Dataset entries ->
□ □ □

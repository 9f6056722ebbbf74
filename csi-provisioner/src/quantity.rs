//! Storage quantities such as `10Gi` or `500M`.
//!
//! Claims arriving over the event bridge may express their request either as
//! a plain byte count or in Kubernetes quantity notation.

use serde::{Deserialize, Deserializer, de};

const SUFFIXES: &[(&str, u64)] = &[
    ("Ki", 1 << 10),
    ("Mi", 1 << 20),
    ("Gi", 1 << 30),
    ("Ti", 1 << 40),
    ("Pi", 1 << 50),
    ("Ei", 1 << 60),
    ("k", 1_000),
    ("M", 1_000_000),
    ("G", 1_000_000_000),
    ("T", 1_000_000_000_000),
    ("P", 1_000_000_000_000_000),
    ("E", 1_000_000_000_000_000_000),
];

/// Scale factor of a suffix as `numerator / denominator`.
fn scale(suffix: &str) -> Option<(u128, u128)> {
    if suffix.is_empty() {
        return Some((1, 1));
    }
    if suffix == "m" {
        return Some((1, 1_000));
    }
    if let Some(&(_, mult)) = SUFFIXES.iter().find(|(s, _)| *s == suffix) {
        return Some((u128::from(mult), 1));
    }
    // Decimal exponent, e.g. `1e3` or `15E-1`.
    let exp = suffix.strip_prefix(['e', 'E'])?;
    let (negative, digits) = match exp.strip_prefix('-') {
        Some(d) => (true, d),
        None => (false, exp.strip_prefix('+').unwrap_or(exp)),
    };
    if digits.is_empty() || !digits.bytes().all(|b| b.is_ascii_digit()) {
        return None;
    }
    let power = 10u128.checked_pow(digits.parse().ok()?)?;
    Some(if negative { (1, power) } else { (power, 1) })
}

/// Parse a quantity into bytes.
///
/// Fractions are allowed (`1.5Gi`, `0.5Ti`, `500m`) and are rounded up to
/// the next whole byte.
pub fn parse_quantity(s: &str) -> Result<u64, String> {
    let s = s.trim();
    let split = s
        .find(|c: char| !c.is_ascii_digit() && c != '.')
        .unwrap_or(s.len());
    let (number, suffix) = s.split_at(split);
    let (whole, fraction) = number.split_once('.').unwrap_or((number, ""));
    if whole.is_empty() && fraction.is_empty() {
        return Err(format!("quantity {s:?} has no number"));
    }
    if fraction.contains('.') {
        return Err(format!("quantity {s:?} has more than one decimal point"));
    }
    let (num, den) = scale(suffix).ok_or_else(|| format!("quantity {s:?} has unknown suffix"))?;

    let overflow = || format!("quantity {s:?} overflows");
    let mut mantissa: u128 = 0;
    for b in whole.bytes().chain(fraction.bytes()) {
        mantissa = mantissa
            .checked_mul(10)
            .and_then(|m| m.checked_add(u128::from(b - b'0')))
            .ok_or_else(overflow)?;
    }
    let fraction_len = u32::try_from(fraction.len()).map_err(|_| overflow())?;
    let divisor = 10u128
        .checked_pow(fraction_len)
        .and_then(|d| d.checked_mul(den))
        .ok_or_else(overflow)?;
    let bytes = mantissa
        .checked_mul(num)
        .ok_or_else(overflow)?
        .div_ceil(divisor);
    u64::try_from(bytes).map_err(|_| overflow())
}

/// `deserialize_with` helper accepting either a byte count or a quantity
/// string.
pub fn deserialize_bytes<'de, D>(deserializer: D) -> Result<u64, D::Error>
where
    D: Deserializer<'de>,
{
    #[derive(Deserialize)]
    #[serde(untagged)]
    enum Raw {
        Bytes(u64),
        Quantity(String),
    }

    match Raw::deserialize(deserializer)? {
        Raw::Bytes(b) => Ok(b),
        Raw::Quantity(q) => parse_quantity(&q).map_err(de::Error::custom),
    }
}

#[cfg(test)]
mod tests {
    use super::*;

    #[test]
    fn binary_and_decimal_suffixes() {
        assert_eq!(parse_quantity("10Gi").unwrap(), 10 * 1024 * 1024 * 1024);
        assert_eq!(parse_quantity("512Mi").unwrap(), 512 * 1024 * 1024);
        assert_eq!(parse_quantity("5G").unwrap(), 5_000_000_000);
        assert_eq!(parse_quantity("3k").unwrap(), 3_000);
        assert_eq!(parse_quantity("4096").unwrap(), 4096);
        assert_eq!(parse_quantity("1.5Gi").unwrap(), 3 << 29);
        assert_eq!(parse_quantity("0.5Ti").unwrap(), 1 << 39);
        assert_eq!(parse_quantity(".5Ki").unwrap(), 512);
        assert_eq!(parse_quantity("2.5G").unwrap(), 2_500_000_000);
    }

    #[test]
    fn fractions_round_up_to_whole_bytes() {
        assert_eq!(parse_quantity("1.1").unwrap(), 2);
        assert_eq!(parse_quantity("500m").unwrap(), 1);
        assert_eq!(parse_quantity("2000m").unwrap(), 2);
        assert_eq!(parse_quantity("0.001Ki").unwrap(), 2);
    }

    #[test]
    fn exponent_notation() {
        assert_eq!(parse_quantity("1e3").unwrap(), 1_000);
        assert_eq!(parse_quantity("12E6").unwrap(), 12_000_000);
        assert_eq!(parse_quantity("15e-1").unwrap(), 2);
        assert_eq!(parse_quantity("1E").unwrap(), 1_000_000_000_000_000_000);
    }

    #[test]
    fn rejects_garbage() {
        assert!(parse_quantity("Gi").is_err());
        assert!(parse_quantity("ten").is_err());
        assert!(parse_quantity("1.2.3Gi").is_err());
        assert!(parse_quantity(".Gi").is_err());
        assert!(parse_quantity("-1Gi").is_err());
        assert!(parse_quantity("1Xi").is_err());
        assert!(parse_quantity("1e").is_err());
        assert!(parse_quantity("100000Ei").is_err());
    }

    #[test]
    fn deserializes_number_or_string() {
        #[derive(Deserialize)]
        struct Req {
            #[serde(deserialize_with = "deserialize_bytes")]
            size: u64,
        }
        let a: Req = serde_json::from_str(r#"{"size": 2048}"#).unwrap();
        let b: Req = serde_json::from_str(r#"{"size": "2Ki"}"#).unwrap();
        assert_eq!(a.size, b.size);
        assert!(serde_json::from_str::<Req>(r#"{"size": "lots"}"#).is_err());
    }
}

□ □ □

ASSIGNMENT -> Every record above must be printed again exactly.

SOLUTION FOR THIS PROBLEM ->
repository 9f6056722ebbbf74
filename csi-provisioner/src/quantity.rs
//! Storage quantities such as `10Gi` or `500M`.
//!
//! Claims arriving over the event bridge may express their request either as
//! a plain byte count or in Kubernetes quantity notation.

use serde::{Deserialize, Deserializer, de};

const SUFFIXES: &[(&str, u64)] = &[
    ("Ki", 1 << 10),
    ("Mi", 1 << 20),
    ("Gi", 1 << 30),
    ("Ti", 1 << 40),
    ("Pi", 1 << 50),
    ("Ei", 1 << 60),
    ("k", 1_000),
    ("M", 1_000_000),
    ("G", 1_000_000_000),
    ("T", 1_000_000_000_000),
    ("P", 1_000_000_000_000_000),
    ("E", 1_000_000_000_000_000_000),
];

/// Scale factor of a suffix as `numerator / denominator`.
fn scale(suffix: &str) -> Option<(u128, u128)> {
    if suffix.is_empty() {
        return Some((1, 1));
    }
    if suffix == "m" {
        return Some((1, 1_000));
    }
    if let Some(&(_, mult)) = SUFFIXES.iter().find(|(s, _)| *s == suffix) {
        return Some((u128::from(mult), 1));
    }
    // Decimal exponent, e.g. `1e3` or `15E-1`.
    let exp = suffix.strip_prefix(['e', 'E'])?;
    let (negative, digits) = match exp.strip_prefix('-') {
        Some(d) => (true, d),
        None => (false, exp.strip_prefix('+').unwrap_or(exp)),
    };
    if digits.is_empty() || !digits.bytes().all(|b| b.is_ascii_digit()) {
        return None;
    }
    let power = 10u128.checked_pow(digits.parse().ok()?)?;
    Some(if negative { (1, power) } else { (power, 1) })
}

/// Parse a quantity into bytes.
///
/// Fractions are allowed (`1.5Gi`, `0.5Ti`, `500m`) and are rounded up to
/// the next whole byte.
pub fn parse_quantity(s: &str) -> Result<u64, String> {
    let s = s.trim();
    let split = s
        .find(|c: char| !c.is_ascii_digit() && c != '.')
        .unwrap_or(s.len());
    let (number, suffix) = s.split_at(split);
    let (whole, fraction) = number.split_once('.').unwrap_or((number, ""));
    if whole.is_empty() && fraction.is_empty() {
        return Err(format!("quantity {s:?} has no number"));
    }
    if fraction.contains('.') {
        return Err(format!("quantity {s:?} has more than one decimal point"));
    }
    let (num, den) = scale(suffix).ok_or_else(|| format!("quantity {s:?} has unknown suffix"))?;

    let overflow = || format!("quantity {s:?} overflows");
    let mut mantissa: u128 = 0;
    for b in whole.bytes().chain(fraction.bytes()) {
        mantissa = mantissa
            .checked_mul(10)
            .and_then(|m| m.checked_add(u128::from(b - b'0')))
            .ok_or_else(overflow)?;
    }
    let fraction_len = u32::try_from(fraction.len()).map_err(|_| overflow())?;
    let divisor = 10u128
        .checked_pow(fraction_len)
        .and_then(|d| d.checked_mul(den))
        .ok_or_else(overflow)?;
    let bytes = mantissa
        .checked_mul(num)
        .ok_or_else(overflow)?
        .div_ceil(divisor);
    u64::try_from(bytes).map_err(|_| overflow())
}

/// `deserialize_with` helper accepting either a byte count or a quantity
/// string.
pub fn deserialize_bytes<'de, D>(deserializer: D) -> Result<u64, D::Error>
where
    D: Deserializer<'de>,
{
    #[derive(Deserialize)]
    #[serde(untagged)]
    enum Raw {
        Bytes(u64),
        Quantity(String),
    }

    match Raw::deserialize(deserializer)? {
        Raw::Bytes(b) => Ok(b),
        Raw::Quantity(q) => parse_quantity(&q).map_err(de::Error::custom),
    }
}

#[cfg(test)]
mod tests {
    use super::*;

    #[test]
    fn binary_and_decimal_suffixes() {
        assert_eq!(parse_quantity("10Gi").unwrap(), 10 * 1024 * 1024 * 1024);
        assert_eq!(parse_quantity("512Mi").unwrap(), 512 * 1024 * 1024);
        assert_eq!(parse_quantity("5G").unwrap(), 5_000_000_000);
        assert_eq!(parse_quantity("3k").unwrap(), 3_000);
        assert_eq!(parse_quantity("4096").unwrap(), 4096);
        assert_eq!(parse_quantity("1.5Gi").unwrap(), 3 << 29);
        assert_eq!(parse_quantity("0.5Ti").unwrap(), 1 << 39);
        assert_eq!(parse_quantity(".5Ki").unwrap(), 512);
        assert_eq!(parse_quantity("2.5G").unwrap(), 2_500_000_000);
    }

    #[test]
    fn fractions_round_up_to_whole_bytes() {
        assert_eq!(parse_quantity("1.1").unwrap(), 2);
        assert_eq!(parse_quantity("500m").unwrap(), 1);
        assert_eq!(parse_quantity("2000m").unwrap(), 2);
        assert_eq!(parse_quantity("0.001Ki").unwrap(), 2);
    }

    #[test]
    fn exponent_notation() {
        assert_eq!(parse_quantity("1e3").unwrap(), 1_000);
        assert_eq!(parse_quantity("12E6").unwrap(), 12_000_000);
        assert_eq!(parse_quantity("15e-1").unwrap(), 2);
        assert_eq!(parse_quantity("1E").unwrap(), 1_000_000_000_000_000_000);
    }

    #[test]
    fn rejects_garbage() {
        assert!(parse_quantity("Gi").is_err());
        assert!(parse_quantity("ten").is_err());
        assert!(parse_quantity("1.2.3Gi").is_err());
        assert!(parse_quantity(".Gi").is_err());
        assert!(parse_quantity("-1Gi").is_err());
        assert!(parse_quantity("1Xi").is_err());
        assert!(parse_quantity("1e").is_err());
        assert!(parse_quantity("100000Ei").is_err());
    }

    #[test]
    fn deserializes_number_or_string() {
        #[derive(Deserialize)]
        struct Req {
            #[serde(deserialize_with = "deserialize_bytes")]
            size: u64,
        }
        let a: Req = serde_json::from_str(r#"{"size": 2048}"#).unwrap();
        let b: Req = serde_json::from_str(r#"{"size": "2Ki"}"#).unwrap();
        assert_eq!(a.size, b.size);
        assert!(serde_json::from_str::<Req>(r#"{"size": "lots"}"#).is_err());
    }
}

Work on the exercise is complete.